JUAN GONZALEZ: This week marks the 50th anniversary of President Dwight D. Eisenhower’s famous farewell speech to the nation. It was January 17th, 1961.

PRESIDENT DWIGHT D. EISENHOWER: My fellow Americans, this evening I come to you with a message of leave-taking and farewell and to share a few final thoughts with you, my countrymen. We have been compelled to create a permanent armaments industry of vast proportions. Three-and-a-half million men and women are directly engaged in the defense establishment. The total influence — economic, political, even spiritual — is felt in every city, every statehouse, every office of the federal government. We recognize the imperative need for this development, yet we must not fail to comprehend its grave implications. In the councils of government, we must guard against the acquisition of unwarranted influence, whether sought or unsought, by the military-industrial complex. The potential for the disastrous rise of misplaced power exists and will persist.

JUAN GONZALEZ: President Eisenhower’s farewell address on January 17th, 1961, excerpt from the documentary Why We Fight. Fifty years after that speech, many argue that the military-industrial complex is stronger than ever.

AMY GOODMAN: Our next guest traces the rise of the military-industrial complex through the story of the nation’s largest weapons contractor, Lockheed Martin. As a full-service weapons contractor, Lockheed Martin receives over $29 billion per year in Pentagon contracts, or roughly one out of every 10 dollars the Defense Department doles out to private contractors.

William Hartung is the director of the Arms and Security Initiative at the New America Foundation — his book is called Prophets of War: Lockheed Martin and the Making of the Military-Industrial Complex — joining us here in our studio.

Welcome to Democracy Now!

WILLIAM HARTUNG: Thanks.

AMY GOODMAN: The significance of this massive weapons manufacturer in the United States and why you chose to write a book on it?

WILLIAM HARTUNG: Well, I think they’re the largest, they’re the most corrupt, and they have the most political influence. So, for example, they make cluster bombs, which are used in the Middle East. They design nuclear weapons. They make fighter planes. They make combat ships. So they have the full gamut of weapons. But they also have branched out. They work for the CIA, the FBI. They work for the IRS, the Census Bureau. So they’ve become this full-service government contractor, which really is involved in every aspects of our lives. Every time we interact with the government, Lockheed Martin is likely to be there.

JUAN GONZALEZ: I was struck, some of the ones you talked about. The Census Bureau — what does the Lockheed Martin do for the Census Bureau?

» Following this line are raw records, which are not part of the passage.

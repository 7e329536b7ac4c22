//! Scanner configuration.

use serde::{Deserialize, Serialize};

/// Default maximum size of a Go source file that will be parsed (1 MiB).
pub const DEFAULT_MAX_FILE_SIZE: u64 = 1_048_576;

/// Configuration for the Go source scanner.
#[derive(Debug, Clone, Serialize, Deserialize, Default)]
#[serde(default)]
pub struct ScanConfig {
    /// Maximum file size in bytes. Default: 1 MiB.
    pub max_file_size: Option<u64>,
    /// Additional gitignore-style patterns to skip.
    #[serde(default)]
    pub extra_ignore: Vec<String>,
    /// Index `_test.go` files too. Default: false.
    pub include_tests: Option<bool>,
    /// Files whose build constraint requires one of these tags are left out
    /// of the index. Default: `["wireinject"]`.
    pub excluded_build_tags: Option<Vec<String>>,
    /// Worker threads for parallel reads. 0 or unset uses rayon's default.
    pub threads: Option<usize>,
}

impl ScanConfig {
    /// Returns the effective maximum file size, defaulting to 1 MiB.
    pub fn effective_max_file_size(&self) -> u64 {
        self.max_file_size.unwrap_or(DEFAULT_MAX_FILE_SIZE)
    }

    /// Returns whether `_test.go` files are indexed, defaulting to false.
    pub fn effective_include_tests(&self) -> bool {
        self.include_tests.unwrap_or(false)
    }

    /// Returns the excluded build tags, defaulting to `wireinject`.
    pub fn effective_excluded_build_tags(&self) -> Vec<String> {
        self.excluded_build_tags
            .clone()
            .unwrap_or_else(|| vec!["wireinject".to_string()])
    }

    /// Layers `other` on top; only values it sets win.
    pub(crate) fn merge_from(&mut self, other: ScanConfig) {
        self.max_file_size = other.max_file_size.or(self.max_file_size);
        self.include_tests = other.include_tests.or(self.include_tests);
        self.threads = other.threads.or(self.threads);
        if other.excluded_build_tags.is_some() {
            self.excluded_build_tags = other.excluded_build_tags;
        }
        if !other.extra_ignore.is_empty() {
            self.extra_ignore = other.extra_ignore;
        }
    }
}
//! Scanner errors.

use std::path::PathBuf;

use super::error_code::{self, WirescopeErrorCode};

/// Errors that abort a scan. Per-file failures are collected, not raised.
#[derive(Debug, thiserror::Error)]
pub enum ScanError {
    #[error("Search root not found: {path}")]
    RootNotFound { path: PathBuf },

    #[error("Search root is not a directory: {path}")]
    NotADirectory { path: PathBuf },

    #[error("Failed to read {path}: {source}")]
    Io {
        path: PathBuf,
        #[source]
        source: std::io::Error,
    },
}

impl WirescopeErrorCode for ScanError {
    fn error_code(&self) -> &'static str {
        error_code::SCAN_ERROR
    }
}
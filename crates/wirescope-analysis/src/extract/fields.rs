//! Struct field extraction.

use wirescope_core::errors::ExtractionError;

use super::traits::TypeExtractor;
use super::types::{ExtractedField, ExtractedType};
use crate::builtin;
use crate::codebase::{CodebaseIndex, Package, TypeTarget};
use crate::parsers::{GoFile, StructField, TypeDecl, TypeDeclKind, TypeExpr};

impl TypeExtractor for CodebaseIndex {
    fn extract_fields(&self, location: &str, type_name: &str) -> Result<ExtractedType, ExtractionError> {
        if let Some(package) = self.package(location) {
            ensure_loadable(package)?;
        }
        let target = self.follow_aliases(location, type_name)?;
        let TypeTarget::Declared { package, file, decl, .. } = target else {
            return Err(ExtractionError::NotAStruct {
                name: type_name.to_string(),
            });
        };
        ensure_loadable(package)?;
        let TypeDeclKind::Struct(fields) = &decl.kind else {
            return Err(ExtractionError::NotAStruct {
                name: type_name.to_string(),
            });
        };

        let fields = fields
            .iter()
            .map(|field| self.describe_field(package, file, decl, field))
            .collect();
        tracing::trace!(location, type_name, "extracted struct fields");
        Ok(ExtractedType {
            type_name: type_name.to_string(),
            fields,
        })
    }
}

impl CodebaseIndex {
    fn describe_field(&self, package: &Package, file: &GoFile, owner: &TypeDecl, field: &StructField) -> ExtractedField {
        let (inner, is_pointer) = field.ty.deref();
        let mut described = match inner.head_named() {
            // Type parameters have no declaration of their own.
            Some((None, name)) if owner.is_type_param(name) => unnamed(&field.name, inner),
            Some((qualifier, name)) => {
                let location = self.locate_named(package, file, qualifier, name);
                self.describe_named(location, name)
            }
            None => unnamed(&field.name, inner),
        };
        described.name = field.name.clone();
        described.is_pointer |= is_pointer;
        described
    }

    fn describe_named(&self, location: String, name: &str) -> ExtractedField {
        if location.is_empty() {
            let mut field = ExtractedField::new("", name, "");
            field.is_interface = builtin::is_builtin_interface(name);
            return field;
        }
        match self.follow_aliases(&location, name) {
            Ok(TypeTarget::Declared {
                package,
                decl,
                pointer,
                ..
            }) => ExtractedField {
                name: String::new(),
                declared_type_name: decl.name.clone(),
                declared_location: package.import_path.clone(),
                is_pointer: pointer,
                is_interface: decl.is_interface(),
            },
            Ok(TypeTarget::Unnamed { expr, pointer }) => {
                let mut field = match expr.head_named() {
                    Some((None, builtin_name)) => self.describe_named(String::new(), builtin_name),
                    _ => unnamed("", expr),
                };
                field.is_pointer |= pointer;
                field
            }
            // Packages outside the index: only well-known interfaces are classified.
            Err(_) => {
                let mut field = ExtractedField::new("", name, &location);
                field.is_interface = builtin::known_interface_methods(&location, name).is_some();
                field
            }
        }
    }
}

/// Packages with syntax errors are refused, like a failed package load.
fn ensure_loadable(package: &Package) -> Result<(), ExtractionError> {
    match package.first_error_file() {
        Some(broken) => Err(ExtractionError::PackageHasErrors {
            location: package.import_path.clone(),
            file: broken.path.clone(),
            error_count: broken.error_count,
        }),
        None => Ok(()),
    }
}

fn unnamed(field_name: &str, ty: &TypeExpr) -> ExtractedField {
    let mut field = ExtractedField::new(field_name, &ty.to_string(), "");
    field.is_interface = matches!(ty, TypeExpr::Interface(_));
    field
}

WILLIAM HARTUNG: Well, they help count the census. They have these people in little Lockheed Martin, you know, polo shirts who are — they have truckloads of data that they’re processing. They also helped design it. So they’re really in the middle of it. They’re running it, in some sense.

AMY GOODMAN: How did Lockheed get so big?

WILLIAM HARTUNG: Well, the mergers of the '90s were one of the big things. I mean, World War II was the first. Then, when Norm Augustine engineered the Lockheed-Martin Marietta merger, that's when they really became by far the biggest company, and they didn’t have a real competitor at that point.

AMY GOODMAN: Lockheed and Martin Marietta.

WILLIAM HARTUNG: Became one company, yes.

JUAN GONZALEZ: They also branched out, as you note, into services to local governments. For instance, here in New York City, Lockheed Martin had the contract with the Metropolitan Transportation Authority to basically develop a surveillance system in the subways.

WILLIAM HARTUNG: Yes.

JUAN GONZALEZ: And so, they increasingly got into this intelligence gathering or in information systems for local governments. Could you talk about how that developed?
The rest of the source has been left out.